D’un côté, l’intervention de l’Etat et la redistribution des ressources tendent à introduire des distorsions économiques nuisibles à l’efficacité économique.

De l’autre, la fourniture de biens et services publics par l’Etat, biens et services que l’on dit «indivisibles» puisqu’ils profitent à toute la population sans que personne ne puisse se les accaparer, vient pallier les défaillances du marché.

Le périmètre du champ d’action de l’Etat doit donc trouver le juste équilibre de façon à limiter les distorsions économiques de son intervention tout en maximisant les bénéfices en matière des biens et services publics utiles.

La question de la fiscalité ne peut pas s’exonérer d’un débat préalable plus large surla juste répartition des coûts et bénéfices de l’action publique. Le rôle de redistribution de l’Etat est présent tant du côté des recettes que des dépenses. Qui paie l’impôt et sur quelle base ?  Est-ce que chaque citoyen doit contribuer au financement de l’action publique à parts égales, en proportion de ses revenus ou de manière croissante en fonction de ses revenus (progressivité) ?

 De la même manière, qui bénéficie de la dépense publique et sur quelle base ? Est-ce que tous les citoyens ont un accès égal aux mêmes services publics ?

Il est sain que de telles questions fassent l’objet d’un débat démocratique permanent à mesure que les sociétés deviennent plus complexes et que le rôle des Etats lui-même se complexifie.

La Banque mondiale quant à elle est prête à nourrir ce débat national par son expérience acquise à travers le monde. Les Assises de la fiscalité ont été un premier pas important dans ce dialogue national et chacun des cinq thèmes proposés lors de ces assises a soulevé des questions pertinentes.

 

Le premier thème était la révision de la législation fiscale et l’équité fiscale, ce qui rejoint une partie des questions que vous venez de poser…

Ce premier thème a permis de réfléchir à comment adapter l’impôt à la fois direct et indirect pour une plus grande équité.

Sur quels principes faut-il taxer les facteurs de production, capital et travail ? Comment taxer les actifs mobiles vis-à-vis des actifs immobiles, sachant que les premiers peuvent par définition plus facilement échapper à l’impôt tout simplement en quittant le pays ?

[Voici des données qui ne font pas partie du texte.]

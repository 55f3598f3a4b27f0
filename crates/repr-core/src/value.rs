//! The value model
//!
//! Containers are reference counted so that identity survives cloning: two
//! clones of the same list are the same object, which is what cycle
//! detection and reference tracking key on. Scalars have no identity.

use std::any::Any;
use std::cell::RefCell;
use std::fmt;
use std::rc::Rc;

use repr_tag::Tag;

use crate::Representable;
use crate::types::{TypeInfo, builtins};

/// Object identity: the address of the shared allocation.
pub type Identity = usize;

/// Upcast helper for [`Object`].
pub trait AsAny {
    fn as_any(&self) -> &dyn Any;
}

impl<T: Any> AsAny for T {
    fn as_any(&self) -> &dyn Any {
        self
    }
}

/// A user-defined value with its own runtime type.
pub trait Object: AsAny {
    fn type_info(&self) -> TypeInfo;

    /// String form used by the generic fallback, if any.
    fn describe(&self) -> Option<String> {
        None
    }

    /// Opt-in representation hooks.
    fn as_representable(&self) -> Option<&dyn Representable> {
        None
    }
}

/// A record: a typed value with ordered named fields.
#[derive(Clone)]
pub struct Record {
    type_info: TypeInfo,
    fields: Vec<(String, Value)>,
}

impl Record {
    pub fn new(type_info: TypeInfo) -> Self {
        Self {
            type_info,
            fields: Vec::new(),
        }
    }

    pub fn field(mut self, name: impl Into<String>, value: impl Into<Value>) -> Self {
        self.fields.push((name.into(), value.into()));
        self
    }

    pub fn type_info(&self) -> &TypeInfo {
        &self.type_info
    }

    pub fn fields(&self) -> &[(String, Value)] {
        &self.fields
    }

    pub fn get(&self, name: &str) -> Option<&Value> {
        self.fields.iter().find(|(n, _)| n == name).map(|(_, v)| v)
    }
}

/// Shared, mutable sequence storage.
pub type Items = Rc<RefCell<Vec<Value>>>;

/// A value to represent
#[derive(Clone)]
pub enum Value {
    None,
    Bool(bool),
    Int(i64),
    Float(f64),
    Str(Rc<str>),
    Bytes(Rc<[u8]>),
    List(Items),
    Tuple(Rc<[Value]>),
    Set(Items),
    Dict(Rc<RefCell<Vec<(Value, Value)>>>),
    /// A type, rendered as its definition.
    Type(TypeInfo),
    /// Markup passed through unchanged.
    Tag(Tag),
    Record(Rc<Record>),
    Object(Rc<dyn Object>),
}

impl Value {
    pub fn str(s: &str) -> Self {
        Value::Str(Rc::from(s))
    }

    pub fn bytes(b: &[u8]) -> Self {
        Value::Bytes(Rc::from(b))
    }

    pub fn list<I: IntoIterator<Item = Value>>(items: I) -> Self {
        Value::List(Rc::new(RefCell::new(items.into_iter().collect())))
    }

    pub fn tuple<I: IntoIterator<Item = Value>>(items: I) -> Self {
        Value::Tuple(items.into_iter().collect())
    }

    pub fn set<I: IntoIterator<Item = Value>>(items: I) -> Self {
        Value::Set(Rc::new(RefCell::new(items.into_iter().collect())))
    }

    pub fn dict<I: IntoIterator<Item = (Value, Value)>>(entries: I) -> Self {
        Value::Dict(Rc::new(RefCell::new(entries.into_iter().collect())))
    }

    pub fn record(record: Record) -> Self {
        Value::Record(Rc::new(record))
    }

    pub fn object<T: Object + 'static>(object: T) -> Self {
        Value::Object(Rc::new(object))
    }

    /// Append to a list or set. Returns `false` for other values.
    pub fn append(&self, item: Value) -> bool {
        match self {
            Value::List(items) | Value::Set(items) => {
                items.borrow_mut().push(item);
                true
            }
            _ => false,
        }
    }

    /// Insert into a dict. Returns `false` for other values.
    pub fn insert(&self, key: Value, value: Value) -> bool {
        match self {
            Value::Dict(entries) => {
                entries.borrow_mut().push((key, value));
                true
            }
            _ => false,
        }
    }

    /// Identity of shared values; `None` for scalars and types.
    pub fn identity(&self) -> Option<Identity> {
        match self {
            Value::None | Value::Bool(_) | Value::Int(_) | Value::Float(_) | Value::Type(_) => None,
            Value::Str(s) => Some(Rc::as_ptr(s) as *const u8 as usize),
            Value::Bytes(b) => Some(Rc::as_ptr(b) as *const u8 as usize),
            Value::List(items) | Value::Set(items) => Some(Rc::as_ptr(items) as usize),
            Value::Tuple(items) => Some(Rc::as_ptr(items) as *const Value as usize),
            Value::Dict(entries) => Some(Rc::as_ptr(entries) as usize),
            Value::Tag(tag) => Some(tag.ptr_id()),
            Value::Record(record) => Some(Rc::as_ptr(record) as usize),
            Value::Object(object) => Some(Rc::as_ptr(object) as *const () as usize),
        }
    }

    pub fn type_info(&self) -> TypeInfo {
        match self {
            Value::None => builtins::NONE.clone(),
            Value::Bool(_) => builtins::BOOL.clone(),
            Value::Int(_) => builtins::INT.clone(),
            Value::Float(_) => builtins::FLOAT.clone(),
            Value::Str(_) => builtins::STR.clone(),
            Value::Bytes(_) => builtins::BYTES.clone(),
            Value::List(_) => builtins::LIST.clone(),
            Value::Tuple(_) => builtins::TUPLE.clone(),
            Value::Set(_) => builtins::SET.clone(),
            Value::Dict(_) => builtins::DICT.clone(),
            Value::Type(_) => builtins::TYPE.clone(),
            Value::Tag(_) => builtins::TAG.clone(),
            Value::Record(record) => record.type_info().clone(),
            Value::Object(object) => object.type_info(),
        }
    }

    /// The representation hooks of an object value, if it has any.
    pub fn as_representable(&self) -> Option<&dyn Representable> {
        match self {
            Value::Object(object) => object.as_representable(),
            _ => None,
        }
    }

    /// Downcast an object value.
    pub fn downcast_ref<T: Any>(&self) -> Option<&T> {
        match self {
            Value::Object(object) => (**object).as_any().downcast_ref(),
            _ => None,
        }
    }

    /// Snapshot of the elements of a list, set or tuple.
    pub fn items(&self) -> Option<Vec<Value>> {
        match self {
            Value::List(items) | Value::Set(items) => Some(items.borrow().clone()),
            Value::Tuple(items) => Some(items.to_vec()),
            _ => None,
        }
    }

    /// Snapshot of the entries of a dict.
    pub fn entries(&self) -> Option<Vec<(Value, Value)>> {
        match self {
            Value::Dict(entries) => Some(entries.borrow().clone()),
            _ => None,
        }
    }

    /// Whether both values are the same object.
    pub fn is(&self, other: &Value) -> bool {
        matches!((self.identity(), other.identity()), (Some(a), Some(b)) if a == b)
    }
}

impl fmt::Debug for Value {
    fn fmt(&self, f: &mut fmt::Formatter<'_>) -> fmt::Result {
        match self {
            Value::None => f.write_str("None"),
            Value::Bool(b) => write!(f, "{b}"),
            Value::Int(n) => write!(f, "{n}"),
            Value::Float(x) => write!(f, "{x:?}"),
            Value::Str(s) => write!(f, "{s:?}"),
            Value::Bytes(b) => write!(f, "bytes({})", b.len()),
            Value::List(items) => write!(f, "list({})", items.try_borrow().map_or(0, |v| v.len())),
            Value::Tuple(items) => write!(f, "tuple({})", items.len()),
            Value::Set(items) => write!(f, "set({})", items.try_borrow().map_or(0, |v| v.len())),
            Value::Dict(entries) => {
                write!(f, "dict({})", entries.try_borrow().map_or(0, |v| v.len()))
            }
            Value::Type(t) => write!(f, "{t:?}"),
            Value::Tag(tag) => write!(f, "{tag:?}"),
            Value::Record(record) => write!(f, "<{}>", record.type_info().qualname()),
            Value::Object(object) => write!(f, "<{}>", object.type_info().qualname()),
        }
    }
}

impl From<bool> for Value {
    fn from(value: bool) -> Self {
        Value::Bool(value)
    }
}

impl From<i64> for Value {
    fn from(value: i64) -> Self {
        Value::Int(value)
    }
}

impl From<i32> for Value {
    fn from(value: i32) -> Self {
        Value::Int(value.into())
    }
}

impl From<f64> for Value {
    fn from(value: f64) -> Self {
        Value::Float(value)
    }
}

impl From<&str> for Value {
    fn from(value: &str) -> Self {
        Value::str(value)
    }
}

impl From<String> for Value {
    fn from(value: String) -> Self {
        Value::Str(Rc::from(value))
    }
}

impl From<Tag> for Value {
    fn from(value: Tag) -> Self {
        Value::Tag(value)
    }
}

impl From<Record> for Value {
    fn from(value: Record) -> Self {
        Value::record(value)
    }
}

impl From<TypeInfo> for Value {
    fn from(value: TypeInfo) -> Self {
        Value::Type(value)
    }
}

impl<T: Into<Value>> From<Option<T>> for Value {
    fn from(value: Option<T>) -> Self {
        value.map_or(Value::None, Into::into)
    }
}

#[cfg(test)]
mod tests {
    use super::*;

    #[test]
    fn test_clones_share_identity() {
        let a = Value::list([Value::Int(1)]);
        let b = a.clone();
        assert!(a.is(&b));
        assert!(!a.is(&Value::list([Value::Int(1)])));
    }

    #[test]
    fn test_scalars_have_no_identity() {
        assert_eq!(Value::Int(3).identity(), None);
        assert_eq!(Value::None.identity(), None);
        assert!(!Value::Int(3).is(&Value::Int(3)));
        assert!(Value::str("abc").identity().is_some());
    }

    #[test]
    fn test_append_builds_cycle() {
        let x = Value::list([]);
        assert!(x.append(x.clone()));
        let items = x.items().unwrap_or_default();
        assert_eq!(items.len(), 1);
        assert!(items[0].is(&x));
        assert!(!Value::Int(1).append(Value::None));
    }

    #[test]
    fn test_record_fields() {
        let point = TypeInfo::new("Point");
        let record = Record::new(point.clone()).field("x", 1).field("y", 2);
        assert_eq!(record.fields().len(), 2);
        assert!(matches!(record.get("y"), Some(Value::Int(2))));
        assert_eq!(Value::record(record).type_info(), point);
    }
}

De manière fondamentale, est-ce que la législation fiscale traite tous les individus de manière égale, ou est-ce que certains sont plus égaux que d’autres, notamment en fonction de leur statut ou du secteur économique dans lequel ils opèrent ?

 Est-ce que le secteur des grandes exploitations agricoles par exemple qui est largement défiscalisé n’est pas favorisé par rapport au secteur manufacturier ou à celui des services?

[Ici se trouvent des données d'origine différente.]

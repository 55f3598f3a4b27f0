//! Handler tables and type dispatch
//!
//! A [`Profile`] is a stack of [`HandlerTable`]s. Resolution walks the
//! value's type chain from most to least specific and, for each type,
//! consults the tables in priority order. The first hit wins, so a handler
//! for `bool` in the base table beats a handler for `int` in an overlay.

use std::cell::RefCell;
use std::collections::HashMap;
use std::rc::Rc;

use repr_tag::{Child, Tag};

use crate::types::{TypeInfo, TypeKey};
use crate::value::Value;
use crate::{Hrepr, ReprError};

/// Outcome of a representation handler
#[derive(Debug, Clone)]
pub enum Handled {
    /// The rendered node. Anything but a tag is rejected by the runner.
    Node(Child),
    /// Fall through to the short form.
    Declined,
}

impl From<Tag> for Handled {
    fn from(tag: Tag) -> Self {
        Handled::Node(Child::Tag(tag))
    }
}

/// Representation hooks a value can implement itself.
///
/// Explicit registrations for the value's type take precedence.
pub trait Representable {
    fn represent(&self, hrepr: &mut Hrepr) -> Result<Handled, ReprError>;

    fn represent_short(&self, _hrepr: &mut Hrepr) -> Result<Handled, ReprError> {
        Ok(Handled::Declined)
    }

    /// Resources every rendering of this value needs.
    fn resources(&self) -> Vec<Tag> {
        Vec::new()
    }
}

/// A full-form or short-form handler
pub type Handler = Rc<dyn Fn(&Value, &mut Hrepr) -> Result<Handled, ReprError>>;

/// Resource provider for a type
pub type ResourceHandler = Rc<dyn Fn(&TypeInfo) -> Vec<Tag>>;

/// Which handler map to consult.
#[derive(Debug, Clone, Copy, PartialEq, Eq, Hash)]
pub enum HandlerKind {
    Full,
    Short,
}

/// Handlers keyed by type
#[derive(Clone, Default)]
pub struct HandlerTable {
    full: HashMap<TypeKey, Handler>,
    short: HashMap<TypeKey, Handler>,
    resources: HashMap<TypeKey, ResourceHandler>,
}

impl HandlerTable {
    pub fn new() -> Self {
        Self::default()
    }

    /// Register the full-form handler for `ty` and its subtypes.
    pub fn register<F>(&mut self, ty: &TypeInfo, handler: F) -> &mut Self
    where
        F: Fn(&Value, &mut Hrepr) -> Result<Handled, ReprError> + 'static,
    {
        self.full.insert(ty.key(), Rc::new(handler));
        self
    }

    /// Register the short-form handler for `ty` and its subtypes.
    pub fn register_short<F>(&mut self, ty: &TypeInfo, handler: F) -> &mut Self
    where
        F: Fn(&Value, &mut Hrepr) -> Result<Handled, ReprError> + 'static,
    {
        self.short.insert(ty.key(), Rc::new(handler));
        self
    }

    /// Register the resources attached to every rendering of `ty`.
    pub fn register_resources<F>(&mut self, ty: &TypeInfo, provider: F) -> &mut Self
    where
        F: Fn(&TypeInfo) -> Vec<Tag> + 'static,
    {
        self.resources.insert(ty.key(), Rc::new(provider));
        self
    }

    fn get(&self, kind: HandlerKind, key: TypeKey) -> Option<&Handler> {
        match kind {
            HandlerKind::Full => self.full.get(&key),
            HandlerKind::Short => self.short.get(&key),
        }
    }

    pub fn is_empty(&self) -> bool {
        self.full.is_empty() && self.short.is_empty() && self.resources.is_empty()
    }
}

/// Base table plus overlays
#[derive(Clone, Default)]
pub struct Profile {
    /// Highest priority first.
    tables: Vec<Rc<HandlerTable>>,
}

impl Profile {
    pub fn new(base: HandlerTable) -> Self {
        Self {
            tables: vec![Rc::new(base)],
        }
    }

    /// A profile consulting `overlay` before everything in `self`.
    pub fn with_overlay(&self, overlay: HandlerTable) -> Profile {
        let mut tables = Vec::with_capacity(self.tables.len() + 1);
        tables.push(Rc::new(overlay));
        tables.extend(self.tables.iter().cloned());
        Profile { tables }
    }

    /// Combine two profiles; `other` takes priority.
    pub fn merge(&self, other: &Profile) -> Profile {
        let mut tables = other.tables.clone();
        tables.extend(self.tables.iter().cloned());
        Profile { tables }
    }

    pub fn len(&self) -> usize {
        self.tables.len()
    }

    pub fn is_empty(&self) -> bool {
        self.tables.is_empty()
    }

    fn find(&self, kind: HandlerKind, key: TypeKey) -> Option<Handler> {
        self.tables
            .iter()
            .find_map(|table| table.get(kind, key))
            .cloned()
    }

    fn find_resources(&self, key: TypeKey) -> Option<ResourceHandler> {
        self.tables
            .iter()
            .find_map(|table| table.resources.get(&key))
            .cloned()
    }
}

/// Resolves handlers for types, caching results along the type chain.
///
/// Handlers registered on the root type are kept apart: they apply only
/// after a value's own hooks and the record fallback had their chance.
pub struct Dispatcher {
    profile: Profile,
    cache: RefCell<HashMap<(HandlerKind, TypeKey), Option<Handler>>>,
    resource_cache: RefCell<HashMap<TypeKey, Option<ResourceHandler>>>,
}

impl Dispatcher {
    pub fn new(profile: Profile) -> Self {
        Self {
            profile,
            cache: RefCell::new(HashMap::new()),
            resource_cache: RefCell::new(HashMap::new()),
        }
    }

    pub fn profile(&self) -> &Profile {
        &self.profile
    }

    /// Most specific handler for `ty`, ignoring the root type.
    pub fn lookup(&self, kind: HandlerKind, ty: &TypeInfo) -> Option<Handler> {
        if let Some(hit) = self.cache.borrow().get(&(kind, ty.key())) {
            return hit.clone();
        }

        let mut visited = Vec::new();
        let mut found = None;
        for t in ty.chain().filter(|t| !t.is_root()) {
            if let Some(hit) = self.cache.borrow().get(&(kind, t.key())) {
                found = hit.clone();
                break;
            }
            visited.push(t.key());
            if let Some(handler) = self.profile.find(kind, t.key()) {
                found = Some(handler);
                break;
            }
        }

        tracing::trace!(?kind, ty = ty.name(), hit = found.is_some(), "handler cache fill");
        let mut cache = self.cache.borrow_mut();
        for key in visited {
            cache.insert((kind, key), found.clone());
        }
        found
    }

    /// Handler registered on a root type (`object`).
    pub fn lookup_root(&self, kind: HandlerKind, ty: &TypeInfo) -> Option<Handler> {
        let root = ty.chain().last()?;
        self.profile.find(kind, root.key())
    }

    /// Resource provider for `ty`, including the root type.
    pub fn lookup_resources(&self, ty: &TypeInfo) -> Option<ResourceHandler> {
        if let Some(hit) = self.resource_cache.borrow().get(&ty.key()) {
            return hit.clone();
        }
        let found = ty
            .chain()
            .find_map(|t| self.profile.find_resources(t.key()));
        self.resource_cache
            .borrow_mut()
            .insert(ty.key(), found.clone());
        found
    }
}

Et comment ce traitement privilégié se justifie-t-il sachant que le développement économique du Maroc devra passer par un renforcement de sa base industrielle, notamment manufacturière ?

 Les régimes fiscaux font partie de l’histoire des pays et les clauses diverses et variées qui touchent tel ou tel secteur, groupe d’individus ou autre peuvent s’expliquer par un processus historique légitime.

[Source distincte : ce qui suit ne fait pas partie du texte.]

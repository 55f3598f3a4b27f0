//! Lists, tuples, sets and dicts

use repr_core::make::{self, Layout};
use repr_core::{Handled, Hrepr, ReprError, Value};

/// Delimiters and type class of a flat collection.
fn delimiters(value: &Value) -> Option<(&'static str, &'static str, &'static str)> {
    match value {
        Value::List(_) => Some(("[", "]", "list")),
        Value::Tuple(_) => Some(("(", ")", "tuple")),
        Value::Set(_) => Some(("{", "}", "set")),
        Value::Dict(_) => Some(("{", "}", "dict")),
        _ => None,
    }
}

pub(crate) fn flow(value: &Value, hrepr: &mut Hrepr) -> Result<Handled, ReprError> {
    let (Some((start, end, ty)), Some(items)) = (delimiters(value), value.items()) else {
        return Ok(Handled::Declined);
    };
    let body = hrepr.sequence(&items)?;
    Ok(make::bracketed(body, start, end, Some(ty), Layout::Horizontal).into())
}

pub(crate) fn dict(value: &Value, hrepr: &mut Hrepr) -> Result<Handled, ReprError> {
    let Some(entries) = value.entries() else {
        return Ok(Handled::Declined);
    };
    let body = hrepr.sequence_with(&entries, |hrepr, (key, value)| {
        let key = hrepr.represent(key)?;
        let value = hrepr.represent(value)?;
        Ok(make::pair(key, value, ": "))
    })?;
    Ok(make::bracketed(body, "{", "}", Some("dict"), Layout::Vertical).into())
}

/// `[...]`, `(...)`, `{...}`
pub(crate) fn short(value: &Value, _hrepr: &mut Hrepr) -> Result<Handled, ReprError> {
    let Some((start, end, ty)) = delimiters(value) else {
        return Ok(Handled::Declined);
    };
    Ok(make::bracketed(vec![make::ellipsis()], start, end, Some(ty), Layout::Short).into())
}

Par exemple, par l’association du secteur agricole à une population relativement pauvre, largement dans l’autosubsistance, alors que le secteur manufacturier est associé davantage à la classe moyenne basse constituée de travailleurs en col bleu.

Mais tout cela est évolutif, et il y a dans le secteur agricole des exploitations agricoles qui sont de vraies entités économiques qui devraient entrer sous le registre commun des activités économiques du pays. L’annonce de la fiscalisation des gros exploitants agricoles par Sa Majesté va dans ce sens.

 

Par ailleurs, comment rationaliser également le système d’exonération ?

Au même titre que les dépenses publiques, alimentées par l’impôt, il convient d’examiner les exonérations fiscales,  que l’on qualifie parfois de  dépenses fiscales. Quels objectifs de politiques publiques visent-elles à promouvoir, sont-elles justes et justifiées, ont-elles une utilité économique avérée ? En particulier, quel est leur rendement économique ?  Et comment ce rendement se compare-t-il à celui de l’usage alternatif que l’on pourrait faire de ses ressources ? 

Voilà quelques-unes des questions autour de l’équité en matière de législation fiscale que les assises ont mises sur la table et qu’il conviendrait d’approfondir dans les prochains mois. 

La réforme budgétaire axée sur la performance soutenue par la Banque mondialeoffre l’opportunité d’accroître la transparence des allocations des dépenses publiques (directes et fiscales) ainsi que d’améliorer leur efficacité. 

 

La Lutte contre la fraude fiscale et la formalisation de l’informel font également partie des voies qui sont explorées dans le cadre de la prochaine réforme fiscale…

L’informel n’est pas nécessairement synonyme de fraude fiscale, loin de là.

 L’informel n’est par définition que ce qui n’est pas capturé par les filets de la fiscalité, comprenant tant les très petites entreprises et activités économiques que les activités non-déclarées d’entreprises formelles.

Il est donc opportun de réfléchir davantage pour la première catégorie, comme les Assises ont commencé à le faire, au processus de transition de l’informel vers le formel. La question du coût de la formalisation, à la fois financier et administratif, est au centre de ce débat, tant ces coûts peuvent être dissuasifs pour les petites unités économiques et in fine contre-productifs par rapport à l’objectif de formalisation de l’informel.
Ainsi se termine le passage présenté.